Collected data entries:
━━━━━━━━━━

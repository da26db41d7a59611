use std::path::PathBuf;
use std::time::Duration;

use anyhow::{Context, Result};
use chrono::Datelike;
use clap::{Args, Parser, Subcommand};
use serde_json::json;

use campus_acquire::config::{DEFAULT_BASE_URL, DEFAULT_COOKIE_KEY};
use campus_acquire::{Portal, PortalConfig};
use campus_model::month::month_number_or_default;
use campus_model::{
    group_by_date, overall_percentage, AttendanceSummary, RawDocument, SessionToken,
};

#[derive(Parser)]
#[command(name = "campus")]
#[command(about = "Academic portal acquisition and extraction tool")]
#[command(version = concat!(env!("CARGO_PKG_VERSION"), " (", env!("BUILD_HASH"), ")"))]
struct Cli {
    /// Log level: error, warn, info, debug, trace
    #[arg(long, global = true, default_value = "info", value_enum)]
    log_level: LogLevel,

    /// Use UTC timestamps instead of local time
    #[arg(long, global = true)]
    utc: bool,

    #[command(flatten)]
    portal: PortalArgs,

    #[command(subcommand)]
    command: Commands,
}

#[derive(Clone, clap::ValueEnum)]
enum LogLevel {
    Error,
    Warn,
    Info,
    Debug,
    Trace,
}

#[derive(Args)]
struct PortalArgs {
    /// Portal base URL
    #[arg(long, global = true, env = "APP_BASE_URL", default_value = DEFAULT_BASE_URL)]
    base_url: String,

    /// Name of the session cookie issued on login
    #[arg(long, global = true, env = "APP_COOKIE_KEY", default_value = DEFAULT_COOKIE_KEY)]
    cookie_key: String,

    /// Per-request timeout in seconds
    #[arg(long, global = true, env = "REQUEST_TIMEOUT", default_value_t = 30)]
    request_timeout: u64,

    /// Run Chromium without a window
    #[arg(long, global = true, env = "SELENIUM_HEADLESS", default_value_t = true, action = clap::ArgAction::Set)]
    headless: bool,

    /// Allow the browser-backed strategies when Chromium is available
    #[arg(long, global = true, env = "CLOUDFLARE_BYPASS_ENABLED", default_value_t = true, action = clap::ArgAction::Set)]
    automation: bool,

    /// Chromium binary; searched on PATH when unset
    #[arg(long, global = true, env = "CAMPUS_CHROMIUM_PATH")]
    chromium: Option<PathBuf>,

    /// Skip the random pauses between attempts
    #[arg(long, global = true)]
    no_jitter: bool,
}

impl PortalArgs {
    fn config(&self) -> PortalConfig {
        PortalConfig {
            base_url: self.base_url.clone(),
            cookie_key: self.cookie_key.clone(),
            request_timeout: Duration::from_secs(self.request_timeout),
            automation_enabled: self.automation,
            headless: self.headless,
            chromium_path: self.chromium.clone(),
            jitter: !self.no_jitter,
            ..Default::default()
        }
    }
}

#[derive(Args)]
struct TokenArg {
    /// Session token from `campus login`
    #[arg(short, long, env = "CAMPUS_TOKEN")]
    token: String,
}

impl TokenArg {
    fn session(&self) -> SessionToken {
        SessionToken::new(self.token.trim())
    }
}

#[derive(Subcommand)]
enum Commands {
    /// Log in and print the session token
    Login {
        #[arg(short, long)]
        username: String,

        #[arg(short, long, env = "CAMPUS_PASSWORD")]
        password: String,
    },

    /// Day-by-day attendance for one month, with a summary
    Attendance {
        #[command(flatten)]
        token: TokenArg,

        /// Month as a number, name, or abbreviation (e.g. "10", "Oct")
        #[arg(short, long, default_value = "October")]
        month: String,

        /// Year; defaults to the current year
        #[arg(short, long)]
        year: Option<i32>,

        #[arg(short, long, default_value_t = 1)]
        semester: u32,
    },

    /// Per-subject attendance ratios
    Subjects {
        #[command(flatten)]
        token: TokenArg,

        #[arg(short, long, default_value_t = 1)]
        semester: u32,
    },

    /// Weekly timetable
    Timetable {
        #[command(flatten)]
        token: TokenArg,
    },

    /// Internal assessment results
    Results {
        #[command(flatten)]
        token: TokenArg,
    },

    /// End-semester grade cards linked from the university results page
    ExamResults {
        #[command(flatten)]
        token: TokenArg,
    },

    /// Student profile fields
    Profile {
        #[command(flatten)]
        token: TokenArg,
    },

    /// Run an extractor on a saved page, without touching the network
    Parse {
        /// Which extractor to run
        #[arg(short, long, value_enum)]
        kind: PageKind,

        /// Path to the saved HTML or CSV file
        file: PathBuf,
    },
}

#[derive(Clone, clap::ValueEnum)]
enum PageKind {
    /// Day-by-day attendance grid
    Attendance,
    /// Subject attendance ratios
    Subjects,
    /// Timetable page or CSV export
    Timetable,
    Results,
    /// One end-semester grade card
    ExamResult,
    Profile,
}

#[tokio::main]
async fn main() -> Result<()> {
    let cli = Cli::parse();

    // Cap noisy parsing, browser and resolver crates at debug/trace
    let level = match cli.log_level {
        LogLevel::Error => "error",
        LogLevel::Warn  => "warn",
        LogLevel::Info  => "info",
        LogLevel::Debug => "debug,selectors=warn,html5ever=warn,chromiumoxide=warn,hickory_proto=warn,hickory_resolver=warn",
        LogLevel::Trace => "trace,selectors=warn,html5ever=warn,chromiumoxide=warn,hickory_proto=warn,hickory_resolver=warn",
    };
    let env_filter = tracing_subscriber::EnvFilter::try_from_default_env()
        .unwrap_or_else(|_| tracing_subscriber::EnvFilter::new(level));

    // Timestamp format: 2026-02-14 19:44:09.123 -08:00
    let time_format = "%Y-%m-%d %H:%M:%S%.3f %:z";

    // Logs go to stderr; stdout carries the JSON output.
    if cli.utc {
        tracing_subscriber::fmt()
            .with_env_filter(env_filter)
            .with_writer(std::io::stderr)
            .with_timer(tracing_subscriber::fmt::time::ChronoUtc::new(time_format.to_string()))
            .init();
    } else {
        tracing_subscriber::fmt()
            .with_env_filter(env_filter)
            .with_writer(std::io::stderr)
            .with_timer(tracing_subscriber::fmt::time::ChronoLocal::new(time_format.to_string()))
            .init();
    }

    let output = run(&cli.portal, cli.command).await?;
    println!("{}", serde_json::to_string_pretty(&output)?);
    Ok(())
}

fn connect(args: &PortalArgs) -> Portal {
    let config = args.config();
    tracing::info!(base_url = %config.base_url, "Connecting to portal");
    Portal::from_config(config)
}

async fn run(args: &PortalArgs, command: Commands) -> Result<serde_json::Value> {
    let value = match command {
        Commands::Parse { kind, file } => {
            tracing::info!(file = %file.display(), "Parsing saved page");
            let text = std::fs::read_to_string(&file)
                .with_context(|| format!("failed to read {}", file.display()))?;
            extract(&kind, &RawDocument::new(text))?
        }
        Commands::Login { username, password } => {
            let token = connect(args).login(&username, &password).await?;
            json!({ "token": token })
        }
        Commands::Attendance {
            token,
            month,
            year,
            semester,
        } => {
            let month = month_number_or_default(&month);
            let year = year.unwrap_or_else(|| chrono::Local::now().year());
            tracing::info!(month, year, semester, "Fetching attendance");
            let doc = connect(args)
                .attendance_page(&token.session(), month, year, semester)
                .await?;
            extract(&PageKind::Attendance, &doc)?
        }
        Commands::Subjects { token, semester } => {
            let doc = connect(args)
                .subject_attendance_page(&token.session(), semester)
                .await?;
            extract(&PageKind::Subjects, &doc)?
        }
        Commands::Timetable { token } => {
            let doc = connect(args).timetable_export(&token.session()).await?;
            extract(&PageKind::Timetable, &doc)?
        }
        Commands::Results { token } => {
            let doc = connect(args).results_page(&token.session()).await?;
            extract(&PageKind::Results, &doc)?
        }
        Commands::ExamResults { token } => {
            let exams = connect(args).exam_results(&token.session()).await?;
            json!({ "exams": exams })
        }
        Commands::Profile { token } => {
            let doc = connect(args).profile_page(&token.session()).await?;
            extract(&PageKind::Profile, &doc)?
        }
    };
    Ok(value)
}

fn extract(kind: &PageKind, doc: &RawDocument) -> Result<serde_json::Value> {
    let value = match kind {
        PageKind::Attendance => {
            let extracted = campus_parse::extract_attendance_grid(doc);
            let summary = AttendanceSummary::from_records(&extracted.records);
            warn_all(campus_validate::validate_summary(&summary));
            tracing::info!(
                periods = summary.total_periods,
                percentage = summary.percentage,
                "Extracted attendance grid"
            );
            json!({
                "dates": group_by_date(&extracted.records),
                "summary": summary,
                "diagnostic": extracted.diagnostic,
            })
        }
        PageKind::Subjects => {
            let extracted = campus_parse::extract_subject_attendance(doc);
            warn_all(campus_validate::validate_subject_records(&extracted.records));
            tracing::info!(subjects = extracted.records.len(), "Extracted subject attendance");
            json!({
                "subjects": extracted.records,
                "overall_percentage": overall_percentage(&extracted.records),
                "diagnostic": extracted.diagnostic,
            })
        }
        PageKind::Timetable => {
            let extraction = campus_parse::extract_timetable(doc);
            serde_json::to_value(&extraction)?
        }
        PageKind::Results => {
            let extracted = campus_parse::extract_results(doc);
            tracing::info!(results = extracted.records.len(), "Extracted results");
            serde_json::to_value(&extracted)?
        }
        PageKind::ExamResult => match campus_parse::extract_exam_result(doc) {
            Some(exam) => serde_json::to_value(&exam)?,
            None => {
                tracing::warn!("No course rows found on grade card");
                serde_json::Value::Null
            }
        },
        PageKind::Profile => serde_json::to_value(campus_parse::extract_profile(doc))?,
    };
    Ok(value)
}

fn warn_all(errors: Vec<campus_validate::ValidationError>) {
    for e in errors {
        tracing::warn!("{e}");
    }
}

━━━━━━━━━━

## Task instructions
Looking at the records, report the number of lines that hold the string "PathBuf", with no other text.

## The answer
3